In the context of exploring the relationship between sequence and folding pathways, the multi-domain proteins of the annexin family constitute very attractive models. They are constituted of four approximately 70-residue domains, named D1 to D4, with identical topologies but only limited sequence homology of approximately 30%. The domains are organized in a pseudochiral circular arrangement. Here, we report on the folding propensity of the D1 domain of annexin I obtained from overexpression in Escherichia coli. Unlike the D2 domain, which is only partially folded, the isolated D1 domain exhibits autonomous refolding in pure aqueous solution. Similarly, the D3 domain and D2-D3 module were obtained from expression in E. coli but were found to be largely unfolded. No conclusion could be drawn for the D4 domain because it was not possible to extract it from the bacterial inclusion bodies. The data allow us to propose a plausible scenario for the annexin I folding. This working model states that firstly the D1 domain folds, and the D2 and D3 domains remain partly unfolded, facilitating the docking of the D4 domain to the D1 domain. In a second step, the D1 and D4 domains dock, and D4 may fold if already not folded. The final step starts with the stabilization of the D1-D4 module.
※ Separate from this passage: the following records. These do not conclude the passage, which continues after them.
//! # 扫描执行器
//!
//! 在 rayon 线程池上并行计算扫描网格的每个点。
//!
//! ## 功能
//! - 结果表预先按网格大小分配，每个工作线程只写自己的槽位，无锁
//! - 单点失败只影响该行（记录错误信息，数值列为占位），不中断扫描
//! - 工作线程共享的停止标志：置位后不再下发新点，未下发的点记为 Skipped
//! - 进度条显示与统计汇总
//!
//! ## 依赖关系
//! - 被 `commands/sweep.rs` 调用
//! - 使用 `mie/engine.rs` 计算单点
//! - 使用 `utils/progress.rs` 创建进度条
//! - 使用 `rayon` 进行并行计算

use crate::error::{MiescatError, Result};
use crate::mie::MieEngine;
use crate::models::{PointOutcome, ScatteringInput, SweepPoint, SweepRecord};
use crate::sweep::grid::SweepGrid;
use crate::utils::progress;

use indicatif::ProgressBar;
use rayon::prelude::*;
use std::sync::atomic::{AtomicBool, Ordering};

/// 扫描统计
#[derive(Debug, Default, Clone, PartialEq)]
pub struct SweepSummary {
    /// 成功计算的点数（含带诊断的点）
    pub computed: usize,
    /// 带数值不稳定标记的点数
    pub unstable: usize,
    /// 反照率退化的点数
    pub degenerate: usize,
    /// 失败点数
    pub failed: usize,
    /// 未下发的点数
    pub skipped: usize,
    /// 失败详情
    pub failures: Vec<(SweepPoint, String)>,
}

impl SweepSummary {
    /// 合并单行结果
    pub fn merge(&mut self, record: &SweepRecord) {
        match &record.outcome {
            PointOutcome::Computed(out) => {
                self.computed += 1;
                if out.is_unstable() {
                    self.unstable += 1;
                }
                if out.is_degenerate() {
                    self.degenerate += 1;
                }
            }
            PointOutcome::Failed(err) => {
                self.failed += 1;
                self.failures.push((record.point, err.clone()));
            }
            PointOutcome::Skipped => self.skipped += 1,
        }
    }

    /// 总点数
    pub fn total(&self) -> usize {
        self.computed + self.failed + self.skipped
    }
}

/// 扫描执行器
pub struct SweepRunner {
    /// 并行作业数
    jobs: usize,
    /// 单点计算引擎
    engine: MieEngine,
    /// 首个失败后停止下发
    fail_fast: bool,
    /// 停止标志
    stop: AtomicBool,
}

impl SweepRunner {
    /// 创建新的扫描执行器
    pub fn new(jobs: usize, engine: MieEngine) -> Self {
        let jobs = if jobs == 0 { num_cpus::get() } else { jobs };
        Self {
            jobs,
            engine,
            fail_fast: false,
            stop: AtomicBool::new(false),
        }
    }

    /// 设置首个失败后是否停止
    pub fn fail_fast(mut self, fail_fast: bool) -> Self {
        self.fail_fast = fail_fast;
        self
    }

    /// 并行计算整个网格
    pub fn run(&self, grid: &SweepGrid) -> Result<(Vec<SweepRecord>, SweepSummary)> {
        let pb = progress::create_progress_bar(grid.len() as u64, "Sweeping");
        let result = self.run_with_progress(grid, &pb);
        pb.finish_and_clear();
        result
    }

    /// 并行计算整个网格，每个点（含未下发的点）推进一次进度
    fn run_with_progress(
        &self,
        grid: &SweepGrid,
        pb: &ProgressBar,
    ) -> Result<(Vec<SweepRecord>, SweepSummary)> {
        let mut records: Vec<SweepRecord> =
            grid.points().into_iter().map(SweepRecord::pending).collect();

        let pool = rayon::ThreadPoolBuilder::new()
            .num_threads(self.jobs)
            .build()
            .map_err(|e| {
                MiescatError::InvalidArgument(format!("failed to build thread pool: {}", e))
            })?;

        pool.install(|| {
            records.par_iter_mut().for_each(|slot| {
                if self.stop.load(Ordering::Relaxed) {
                    pb.inc(1);
                    return;
                }

                *slot = evaluate_point(&self.engine, grid, slot.point);

                if let PointOutcome::Failed(err) = &slot.outcome {
                    log::warn!(
                        "Point failed (λ = {} nm, r = {} nm): {}",
                        slot.point.wavelength_nm,
                        slot.point.radius_nm,
                        err
                    );
                    if self.fail_fast {
                        self.stop.store(true, Ordering::Relaxed);
                    }
                }

                pb.inc(1);
            });
        });

        let mut summary = SweepSummary::default();
        for record in &records {
            summary.merge(record);
        }

        Ok((records, summary))
    }
}

/// 计算单个扫描点，所有错误收敛为该行的 Failed
pub fn evaluate_point(engine: &MieEngine, grid: &SweepGrid, point: SweepPoint) -> SweepRecord {
    let mut record = SweepRecord::pending(point);

    let particle_index = match grid.index.index_at(point.wavelength_nm) {
        Ok(m) => m,
        Err(e) => {
            record.outcome = PointOutcome::Failed(e.to_string());
            return record;
        }
    };
    record.particle_index = Some(particle_index);

    let input = match ScatteringInput::from_geometry(
        point.wavelength_nm,
        point.radius_nm,
        particle_index,
        grid.medium_index,
    ) {
        Ok(input) => input,
        Err(e) => {
            record.outcome = PointOutcome::Failed(e.to_string());
            return record;
        }
    };

    record.size_parameter = Some(input.size_parameter);
    record.relative_index = Some(input.relative_index);
    record.outcome = PointOutcome::Computed(engine.evaluate(&input));
    record
}

#[cfg(test)]
mod tests {
    use super::*;
    use crate::materials::{IndexSource, IndexTable};
    use crate::sweep::grid::{GridMode, LengthUnit, SizeKind};
    use approx::assert_relative_eq;
    use num_complex::Complex64;

    fn grid(wavelengths: &[f64], radii: &[f64], index: IndexSource) -> SweepGrid {
        SweepGrid::new(
            wavelengths,
            radii,
            LengthUnit::Nm,
            SizeKind::Radius,
            GridMode::Cartesian,
            index,
            1.0,
        )
        .unwrap()
    }

    #[test]
    fn test_sweep_matches_direct_evaluation() {
        let m = Complex64::new(1.5, 0.0);
        // x = 2π·r/λ = 5 at λ = 2π·100/5
        let wavelength = 2.0 * std::f64::consts::PI * 100.0 / 5.0;
        let g = grid(&[wavelength, 600.0], &[50.0, 100.0], IndexSource::Constant(m));

        let runner = SweepRunner::new(2, MieEngine::default());
        let (records, summary) = runner.run(&g).unwrap();

        assert_eq!(records.len(), 4);
        assert_eq!(summary.computed, 4);
        assert_eq!(summary.total(), 4);

        let golden = &records[1];
        assert_eq!(golden.point.radius_nm, 100.0);
        assert_relative_eq!(golden.size_parameter.unwrap(), 5.0, epsilon = 1e-12);
        assert_relative_eq!(
            golden.output().unwrap().qext,
            3.92782673158336,
            max_relative = 1e-6
        );
    }

    #[test]
    fn test_failures_are_isolated_per_point() {
        let table = IndexTable::new("glass", &[(400.0, 1.5, 0.0), (600.0, 1.5, 0.01)]).unwrap();
        let g = grid(&[300.0, 500.0, 700.0], &[80.0], IndexSource::Table(table));

        let (records, summary) = SweepRunner::new(3, MieEngine::default()).run(&g).unwrap();

        assert_eq!(records.len(), 3);
        assert_eq!(summary.failed, 2);
        assert_eq!(summary.computed, 1);
        assert_eq!(records[0].status(), "failed");
        assert!(records[0].message().contains("outside the index table range"));
        assert_eq!(records[1].status(), "ok");
        assert_eq!(records[2].status(), "failed");
    }

    #[test]
    fn test_invalid_radius_fails_only_that_point() {
        let g = grid(&[500.0], &[-5.0, 50.0], IndexSource::Constant(Complex64::new(1.5, 0.0)));
        let (records, summary) = SweepRunner::new(1, MieEngine::default()).run(&g).unwrap();

        assert_eq!(summary.failed, 1);
        assert_eq!(summary.computed, 1);
        assert!(records[0].message().contains("size parameter"));
        assert!(records[1].output().is_some());
    }

    #[test]
    fn test_huge_size_parameter_fails_only_that_point() {
        // 半径按 m 误填为 nm 量级：x ≈ 1.3e10
        let g = grid(
            &[500.0],
            &[1e12, 50.0],
            IndexSource::Constant(Complex64::new(1.5, 0.0)),
        );
        let (records, summary) = SweepRunner::new(2, MieEngine::default()).run(&g).unwrap();

        assert_eq!(summary.failed, 1);
        assert_eq!(summary.computed, 1);
        assert!(records[0].message().contains("supported range"));
        assert!(records[1].output().is_some());
    }

    #[test]
    fn test_progress_reaches_length_after_fail_fast() {
        let g = grid(
            &[500.0],
            &[-1.0, 10.0, 20.0, 30.0],
            IndexSource::Constant(Complex64::new(1.5, 0.0)),
        );
        let runner = SweepRunner::new(1, MieEngine::default()).fail_fast(true);
        let pb = ProgressBar::hidden();
        pb.set_length(g.len() as u64);

        let (_, summary) = runner.run_with_progress(&g, &pb).unwrap();
        assert_eq!(summary.total(), 4);
        assert_eq!(pb.position(), 4);
    }

    #[test]
    fn test_stop_flag_skips_unissued_points() {
        let g = grid(&[400.0, 500.0], &[50.0], IndexSource::Constant(Complex64::new(1.5, 0.0)));
        let runner = SweepRunner::new(1, MieEngine::default());
        runner.stop.store(true, Ordering::Relaxed);

        let pb = ProgressBar::hidden();
        pb.set_length(g.len() as u64);
        let (records, summary) = runner.run_with_progress(&g, &pb).unwrap();
        assert_eq!(summary.skipped, 2);
        assert!(records.iter().all(|r| r.status() == "skipped"));
        assert_eq!(pb.position(), 2);
    }

    #[test]
    fn test_fail_fast_stops_issuing_work() {
        let g = grid(
            &[500.0],
            &[-1.0, 10.0, 20.0, 30.0],
            IndexSource::Constant(Complex64::new(1.5, 0.0)),
        );
        let runner = SweepRunner::new(1, MieEngine::default()).fail_fast(true);
        let (records, summary) = runner.run(&g).unwrap();

        assert_eq!(records.len(), 4);
        assert_eq!(summary.failed, 1);
        assert_eq!(summary.total(), 4);
        assert!(runner.stop.load(Ordering::Relaxed));
    }
}
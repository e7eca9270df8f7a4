//! # 工具函数模块
//!
//! 提供美化输出、进度条、命令行数值解析等工具。
//!
//! ## 依赖关系
//! - 被 `commands/` 和 `sweep/` 模块使用
//! - 子模块: output, parse, progress

pub mod output;
pub mod parse;
pub mod progress;
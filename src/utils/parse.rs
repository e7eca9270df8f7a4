//! # 命令行数值解析
//!
//! - 复折射率: `1.5`, `1.5+0.01i`, `1.5 - 0.01j`
//! - 数值序列: 等间距范围 `400-800:41` 或逗号列表 `400,550,700`
//!
//! 解析只做语法检查，物理合法性由 `models/scattering.rs` 校验。
//!
//! ## 依赖关系
//! - 被 `commands/` 和 `config.rs` 使用
//! - 使用 `regex` 匹配

use crate::error::{MiescatError, Result};
use crate::sweep::grid::linspace;

use num_complex::Complex64;
use regex::Regex;
use std::sync::LazyLock;

static COMPLEX_RE: LazyLock<Regex> = LazyLock::new(|| {
    Regex::new(
        r"^\s*([+-]?(?:\d+\.?\d*|\.\d+)(?:[eE][+-]?\d+)?)\s*(?:([+-])\s*((?:\d+\.?\d*|\.\d+)(?:[eE][+-]?\d+)?)?\s*[ij])?\s*$",
    )
    .unwrap()
});

static RANGE_RE: LazyLock<Regex> = LazyLock::new(|| {
    Regex::new(r"^\s*(\d+\.?\d*|\.\d+)\s*-\s*(\d+\.?\d*|\.\d+)\s*:\s*(\d+)\s*$").unwrap()
});

/// 解析复数 a+bi
pub fn parse_complex(input: &str) -> Result<Complex64> {
    let caps = COMPLEX_RE
        .captures(input)
        .ok_or_else(|| MiescatError::InvalidComplex(input.to_string()))?;

    let re: f64 = caps[1]
        .parse()
        .map_err(|_| MiescatError::InvalidComplex(input.to_string()))?;

    let im = match caps.get(2) {
        None => 0.0,
        Some(sign) => {
            let magnitude: f64 = match caps.get(3) {
                Some(m) => m
                    .as_str()
                    .parse()
                    .map_err(|_| MiescatError::InvalidComplex(input.to_string()))?,
                None => 1.0,
            };
            if sign.as_str() == "-" {
                -magnitude
            } else {
                magnitude
            }
        }
    };

    Ok(Complex64::new(re, im))
}

/// 解析数值序列：`start-stop:points` 或逗号列表
pub fn parse_values(input: &str) -> Result<Vec<f64>> {
    if let Some(caps) = RANGE_RE.captures(input) {
        let start: f64 = caps[1]
            .parse()
            .map_err(|_| MiescatError::InvalidRange(input.to_string()))?;
        let stop: f64 = caps[2]
            .parse()
            .map_err(|_| MiescatError::InvalidRange(input.to_string()))?;
        let points: usize = caps[3]
            .parse()
            .map_err(|_| MiescatError::InvalidRange(input.to_string()))?;

        if points == 0 || stop < start {
            return Err(MiescatError::InvalidRange(format!(
                "{} (need start <= stop and at least 1 point)",
                input
            )));
        }
        return Ok(linspace(start, stop, points));
    }

    let values = input
        .split(',')
        .map(|s| s.trim())
        .filter(|s| !s.is_empty())
        .map(|s| {
            s.parse::<f64>()
                .map_err(|_| MiescatError::InvalidRange(input.to_string()))
        })
        .collect::<Result<Vec<f64>>>()?;

    if values.is_empty() {
        return Err(MiescatError::InvalidRange(input.to_string()));
    }
    Ok(values)
}

#[cfg(test)]
mod tests {
    use super::*;

    #[test]
    fn test_parse_complex() {
        assert_eq!(parse_complex("1.5").unwrap(), Complex64::new(1.5, 0.0));
        assert_eq!(parse_complex("1.5+0.01i").unwrap(), Complex64::new(1.5, 0.01));
        assert_eq!(parse_complex(" 1.33 - 2e-3j ").unwrap(), Complex64::new(1.33, -0.002));
        assert_eq!(parse_complex("0.2+3i").unwrap(), Complex64::new(0.2, 3.0));
        assert_eq!(parse_complex("2+i").unwrap(), Complex64::new(2.0, 1.0));
    }

    #[test]
    fn test_parse_complex_rejects_garbage() {
        for bad in ["", "abc", "1.5+0.01", "1.5i+2", "1.5++0.1i"] {
            assert!(parse_complex(bad).is_err(), "{:?} should fail", bad);
        }
    }

    #[test]
    fn test_parse_range() {
        assert_eq!(parse_values("400-800:5").unwrap(), vec![400.0, 500.0, 600.0, 700.0, 800.0]);
        assert_eq!(parse_values("0.5-0.5:1").unwrap(), vec![0.5]);
        assert!(parse_values("800-400:5").is_err());
        assert!(parse_values("400-800:0").is_err());
    }

    #[test]
    fn test_parse_list() {
        assert_eq!(parse_values("50, 100,150").unwrap(), vec![50.0, 100.0, 150.0]);
        assert_eq!(parse_values("1e2").unwrap(), vec![100.0]);
        assert!(parse_values("50,abc").is_err());
        assert!(parse_values(" , ").is_err());
    }
}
This stabilization is crucial for allowing the non-native local interactions inside the still partially unfolded D2 domain to switch to the native long-range interactions involving D4. This switch allows the complete folding of D2 and D3. The model proposes a sequential and hierarchical process for the folding of annexin I and emphasizes the role of both native framework and non-native structures in the process.